§ **Task goal**
Print the data once more, exactly as supplied.

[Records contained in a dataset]
◆ ◆ ◆ ◆ ◆ ◆ ◆
// SPDX-FileCopyrightText: 2026 Pagebot Contributors
// SPDX-License-Identifier: MIT OR Apache-2.0

//! HTTP client for the OpenAI Chat Completions API.

use std::time::Duration;

use pagebot_core::PagebotError;
use tracing::{debug, warn};

use crate::types::{ApiErrorResponse, ChatRequest, ChatResponse};

/// HTTP client with bearer authentication supplied per call.
#[derive(Debug, Clone)]
pub struct OpenAiClient {
    client: reqwest::Client,
    max_retries: u32,
    endpoint: String,
}

impl OpenAiClient {
    /// Creates a client for `base_url` (e.g. `https://api.openai.com`).
    pub fn new(base_url: &str) -> Result<Self, PagebotError> {
        let client = reqwest::Client::builder()
            .timeout(Duration::from_secs(120))
            .build()
            .map_err(|e| PagebotError::Provider {
                message: format!("failed to build HTTP client: {e}"),
                source: Some(Box::new(e)),
            })?;

        Ok(Self {
            client,
            max_retries: 1,
            endpoint: format!("{}/v1/chat/completions", base_url.trim_end_matches('/')),
        })
    }

    /// Sends a completion request.
    ///
    /// On transient errors (429, 500, 503), retries once after a 1-second delay.
    pub async fn chat(&self, api_key: &str, request: &ChatRequest) -> Result<ChatResponse, PagebotError> {
        let mut last_error = None;

        for attempt in 0..=self.max_retries {
            if attempt > 0 {
                warn!(attempt, "retrying chat completion after transient error");
                tokio::time::sleep(Duration::from_secs(1)).await;
            }

            let response = self
                .client
                .post(&self.endpoint)
                .bearer_auth(api_key)
                .json(request)
                .send()
                .await
                .map_err(|e| PagebotError::Provider {
                    message: format!("HTTP request failed: {e}"),
                    source: Some(Box::new(e)),
                })?;

            let status = response.status();
            debug!(status = %status, attempt, "chat completion response received");

            if status.is_success() {
                return response.json::<ChatResponse>().await.map_err(|e| PagebotError::Provider {
                    message: format!("failed to parse API response: {e}"),
                    source: Some(Box::new(e)),
                });
            }

            let body = response.text().await.unwrap_or_default();
            if is_transient_error(status) && attempt < self.max_retries {
                warn!(status = %status, "transient error, will retry");
                last_error = Some(PagebotError::provider(format!("API returned {status}: {body}")));
                continue;
            }

            let error_msg = match serde_json::from_str::<ApiErrorResponse>(&body) {
                Ok(api_err) => format!(
                    "OpenAI API error ({}): {}",
                    api_err.error.type_.as_deref().unwrap_or("unknown"),
                    api_err.error.message
                ),
                Err(_) => format!("API returned {status}: {body}"),
            };
            return Err(PagebotError::provider(error_msg));
        }

        Err(last_error.unwrap_or_else(|| PagebotError::provider("chat completion failed after retries")))
    }
}

fn is_transient_error(status: reqwest::StatusCode) -> bool {
    matches!(status.as_u16(), 429 | 500 | 503)
}

#[cfg(test)]
mod tests {
    use super::*;
    use crate::types::ChatMessage;
    use wiremock::matchers::{header, method, path};
    use wiremock::{Mock, MockServer, ResponseTemplate};

    fn request() -> ChatRequest {
        ChatRequest {
            model: "gpt-4o-mini".into(),
            messages: vec![ChatMessage {
                role: "user".into(),
                content: Some("Hello".into()),
            }],
            max_tokens: 1000,
        }
    }

    fn ok_body(text: &str) -> serde_json::Value {
        serde_json::json!({
            "id": "chatcmpl-1",
            "model": "gpt-4o-mini",
            "choices": [{"index": 0, "message": {"role": "assistant", "content": text}, "finish_reason": "stop"}]
        })
    }

    #[tokio::test]
    async fn uses_bearer_auth() {
        let server = MockServer::start().await;
        Mock::given(method("POST"))
            .and(path("/v1/chat/completions"))
            .and(header("authorization", "Bearer sk-page"))
            .respond_with(ResponseTemplate::new(200).set_body_json(ok_body("Hi")))
            .mount(&server)
            .await;

        let client = OpenAiClient::new(&server.uri()).unwrap();
        let resp = client.chat("sk-page", &request()).await.unwrap();
        assert_eq!(resp.first_text(), Some("Hi"));
    }

    #[tokio::test]
    async fn retries_once_on_429() {
        let server = MockServer::start().await;
        Mock::given(method("POST"))
            .and(path("/v1/chat/completions"))
            .respond_with(ResponseTemplate::new(429))
            .up_to_n_times(1)
            .mount(&server)
            .await;
        Mock::given(method("POST"))
            .and(path("/v1/chat/completions"))
            .respond_with(ResponseTemplate::new(200).set_body_json(ok_body("after retry")))
            .mount(&server)
            .await;

        let client = OpenAiClient::new(&server.uri()).unwrap();
        let resp = client.chat("k", &request()).await.unwrap();
        assert_eq!(resp.first_text(), Some("after retry"));
    }

    #[tokio::test]
    async fn exhausts_retries_on_500() {
        let server = MockServer::start().await;
        Mock::given(method("POST"))
            .respond_with(ResponseTemplate::new(500).set_body_json(serde_json::json!({
                "error": {"message": "boom", "type": "server_error"}
            })))
            .expect(2)
            .mount(&server)
            .await;

        let client = OpenAiClient::new(&server.uri()).unwrap();
        let err = client.chat("k", &request()).await.unwrap_err().to_string();
        assert!(err.contains("server_error"), "got: {err}");
    }
}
◆ ◆ ◆ ◆ ◆ ◆ ◆
§ **Exercise solution**
// SPDX-FileCopyrightText: 2026 Pagebot Contributors
// SPDX-License-Identifier: MIT OR Apache-2.0

//! HTTP client for the OpenAI Chat Completions API.

use std::time::Duration;

use pagebot_core::PagebotError;
use tracing::{debug, warn};

use crate::types::{ApiErrorResponse, ChatRequest, ChatResponse};

/// HTTP client with bearer authentication supplied per call.
#[derive(Debug, Clone)]
pub struct OpenAiClient {
    client: reqwest::Client,
    max_retries: u32,
    endpoint: String,
}

impl OpenAiClient {
    /// Creates a client for `base_url` (e.g. `https://api.openai.com`).
    pub fn new(base_url: &str) -> Result<Self, PagebotError> {
        let client = reqwest::Client::builder()
            .timeout(Duration::from_secs(120))
            .build()
            .map_err(|e| PagebotError::Provider {
                message: format!("failed to build HTTP client: {e}"),
                source: Some(Box::new(e)),
            })?;

        Ok(Self {
            client,
            max_retries: 1,
            endpoint: format!("{}/v1/chat/completions", base_url.trim_end_matches('/')),
        })
    }

    /// Sends a completion request.
    ///
    /// On transient errors (429, 500, 503), retries once after a 1-second delay.
    pub async fn chat(&self, api_key: &str, request: &ChatRequest) -> Result<ChatResponse, PagebotError> {
        let mut last_error = None;

        for attempt in 0..=self.max_retries {
            if attempt > 0 {
                warn!(attempt, "retrying chat completion after transient error");
                tokio::time::sleep(Duration::from_secs(1)).await;
            }

            let response = self
                .client
                .post(&self.endpoint)
                .bearer_auth(api_key)
                .json(request)
                .send()
                .await
                .map_err(|e| PagebotError::Provider {
                    message: format!("HTTP request failed: {e}"),
                    source: Some(Box::new(e)),
                })?;

            let status = response.status();
            debug!(status = %status, attempt, "chat completion response received");

            if status.is_success() {
                return response.json::<ChatResponse>().await.map_err(|e| PagebotError::Provider {
                    message: format!("failed to parse API response: {e}"),
                    source: Some(Box::new(e)),
                });
            }

            let body = response.text().await.unwrap_or_default();
            if is_transient_error(status) && attempt < self.max_retries {
                warn!(status = %status, "transient error, will retry");
                last_error = Some(PagebotError::provider(format!("API returned {status}: {body}")));
                continue;
            }

            let error_msg = match serde_json::from_str::<ApiErrorResponse>(&body) {
                Ok(api_err) => format!(
                    "OpenAI API error ({}): {}",
                    api_err.error.type_.as_deref().unwrap_or("unknown"),
                    api_err.error.message
                ),
                Err(_) => format!("API returned {status}: {body}"),
            };
            return Err(PagebotError::provider(error_msg));
        }

        Err(last_error.unwrap_or_else(|| PagebotError::provider("chat completion failed after retries")))
    }
}

fn is_transient_error(status: reqwest::StatusCode) -> bool {
    matches!(status.as_u16(), 429 | 500 | 503)
}

#[cfg(test)]
mod tests {
    use super::*;
    use crate::types::ChatMessage;
    use wiremock::matchers::{header, method, path};
    use wiremock::{Mock, MockServer, ResponseTemplate};

    fn request() -> ChatRequest {
        ChatRequest {
            model: "gpt-4o-mini".into(),
            messages: vec![ChatMessage {
                role: "user".into(),
                content: Some("Hello".into()),
            }],
            max_tokens: 1000,
        }
    }

    fn ok_body(text: &str) -> serde_json::Value {
        serde_json::json!({
            "id": "chatcmpl-1",
            "model": "gpt-4o-mini",
            "choices": [{"index": 0, "message": {"role": "assistant", "content": text}, "finish_reason": "stop"}]
        })
    }

    #[tokio::test]
    async fn uses_bearer_auth() {
        let server = MockServer::start().await;
        Mock::given(method("POST"))
            .and(path("/v1/chat/completions"))
            .and(header("authorization", "Bearer sk-page"))
            .respond_with(ResponseTemplate::new(200).set_body_json(ok_body("Hi")))
            .mount(&server)
            .await;

        let client = OpenAiClient::new(&server.uri()).unwrap();
        let resp = client.chat("sk-page", &request()).await.unwrap();
        assert_eq!(resp.first_text(), Some("Hi"));
    }

    #[tokio::test]
    async fn retries_once_on_429() {
        let server = MockServer::start().await;
        Mock::given(method("POST"))
            .and(path("/v1/chat/completions"))
            .respond_with(ResponseTemplate::new(429))
            .up_to_n_times(1)
            .mount(&server)
            .await;
        Mock::given(method("POST"))
            .and(path("/v1/chat/completions"))
            .respond_with(ResponseTemplate::new(200).set_body_json(ok_body("after retry")))
            .mount(&server)
            .await;

        let client = OpenAiClient::new(&server.uri()).unwrap();
        let resp = client.chat("k", &request()).await.unwrap();
        assert_eq!(resp.first_text(), Some("after retry"));
    }

    #[tokio::test]
    async fn exhausts_retries_on_500() {
        let server = MockServer::start().await;
        Mock::given(method("POST"))
            .respond_with(ResponseTemplate::new(500).set_body_json(serde_json::json!({
                "error": {"message": "boom", "type": "server_error"}
            })))
            .expect(2)
            .mount(&server)
            .await;

        let client = OpenAiClient::new(&server.uri()).unwrap();
        let err = client.chat("k", &request()).await.unwrap_err().to_string();
        assert!(err.contains("server_error"), "got: {err}");
    }
}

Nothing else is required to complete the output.